Here in Canada, the oil patch had some acquisition activity of its own. Grant Fagerheim's Alberta- and Saskatchewan-focused Whitecap Resources Inc. (WCP) lost 16 cents to $5.59 on 9.23 million shares, after agreeing to buy the private Kicking Horse Oil & Gas for $300-million. The purchase price comprises 34.5 million shares plus $56-million cash and $54-million in assumed debt.

This is Whitecap's third takeover this year. In January, it bought the private NAL Resources for $155-million in shares, and in February, it bought the public TORC Oil & Gas for $900-million in shares and assumed debt. Mr. Fagerheim, Whitecap's president and chief executive officer, subsequently hinted that further acquisitions could be on the way. He told BNN just last week, "We believe that consolidation in the energy space is going to be important."

Today Mr. Fagerheim said during a conference call that he is "extremely excited" to be adding Kicking Horse to the stable.
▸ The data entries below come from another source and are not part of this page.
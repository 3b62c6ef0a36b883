#![no_main]
use arbitrary::Arbitrary;
use jsonbind::{ReaderOptions, Value};
use libfuzzer_sys::fuzz_target;

#[derive(Debug, Arbitrary)]
struct Input {
    lenient: bool,
    text: String,
}

fuzz_target!(|input: Input| {
    let options = ReaderOptions {
        lenient: input.lenient,
        ..ReaderOptions::default()
    };
    let parsed = Value::parse_with(&input.text, options);

    if !input.lenient {
        // Anything serde_json accepts is valid JSON, so the strict reader must accept it too.
        if serde_json::from_str::<serde_json::Value>(&input.text).is_ok() {
            assert!(parsed.is_ok(), "rejected valid JSON {:?}: {:?}", input.text, parsed);
        }
    }

    // Whatever was read writes back as strict JSON that reads to the same tree.
    if let Ok(value) = parsed {
        if !has_non_finite(&value) {
            let text = value.to_string();
            let reparsed = Value::parse(&text)
                .unwrap_or_else(|err| panic!("wrote unreadable JSON {text:?}: {err}"));
            assert_eq!(reparsed, value);
            serde_json::from_str::<serde_json::Value>(&text)
                .unwrap_or_else(|err| panic!("serde_json rejected {text:?}: {err}"));
        }
    }
});

fn has_non_finite(value: &Value) -> bool {
    match value {
        Value::Number(number) => !number.as_f64().is_finite(),
        Value::Array(items) => items.iter().any(has_non_finite),
        Value::Object(map) => map.values().any(has_non_finite),
        _ => false,
    }
}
Kicking Horse is producing about 8,000 barrels of oil equivalent a day, and Mr. Fagerheim reckoned that Whitecap can boost this figure to around 18,000 to 19,000 barrels a day in just 12 to 15 months. This production is also in a desirable area of the Alberta Montney, a region where Whitecap has been trying to expand since late 2019. (The neighbourhood and the ostensibly imminent production boost presumably explains why Kicking Horse's price tag of $300-million is nearly double NAL's price tag of $155-million. NAL was producing over 27,000 barrels a day at the time the takeover was announced, but its production is mostly in Saskatchewan and is expected to decline to about 22,000 barrels a day in 2021.)

This happens to be the second time in recent years that Steve Harding, Kicking Horse's CEO, has attracted a fairly impressive offer for one of his equine-themed juniors. Mr. Harding has been the CEO of Kicking Horse Oil since August, 2016. Before that, he was in charge of a public Montney junior called Kicking Horse Energy, which traded under the symbol KCK. Kicking Horse Energy accepted a $4.75-a-share takeover offer from Poland's PKN Orlen at the end of 2015. Its shares were trading at just $3.25 prior to the offer, so this was a sizable premium, made all the more impressive by the fact that vast swaths of the oil patch at the time were considered distressed sellers. (The year 2016 would end up being one of the worst years ever for oil patch bankruptcies, even worse than 2020.) Today Mr. Harding expressed his satisfaction with the Whitecap deal and said he expects Kicking Horse's assets to "benefit from the advantages of scale as part of a larger franchise." Whitecap did not say whether Mr. Harding will be joining the company.

Elsewhere in the Montney, Andy Mah's Advantage Oil & Gas Ltd. (AAV) edged up seven cents to $3.04 on 4.34 million shares, after providing an operational update for the first quarter. It patted itself on the back for achieving record quarterly production of 49,700 barrels of oil equivalent a day. This is up from 43,500 barrels a day in the fourth quarter, reflecting new wells that have "exceeded management's expectations." (Such expectations always seem easier to exceed when they are not advertised beforehand.) The first quarter figure was in line with the revised full-year guidance that Advantage touted in February. Although Advantage was originally expecting to produce 47,000 to 49,000 barrels a day, it announced in February that things were going so splendidly that it was boosting the range to 48,000 to 51,000 barrels a day, without increasing its budget. (In fact, it lowered the budget to about $125-million from about $138-million.)

Advantage also made some noises in February's update about "financial strength [that could] provide the basis to ... potentially return capital to shareholders." Today's news release contained the same comment, word for word. Although Advantage has still not specified whether it is talking about a share buyback, a dividend or some other option, investors do not seem to mind the teasing. At $3.04, the stock closed above $3 today for the first time since 2018, and is up sharply from $1.70 since the start of the year.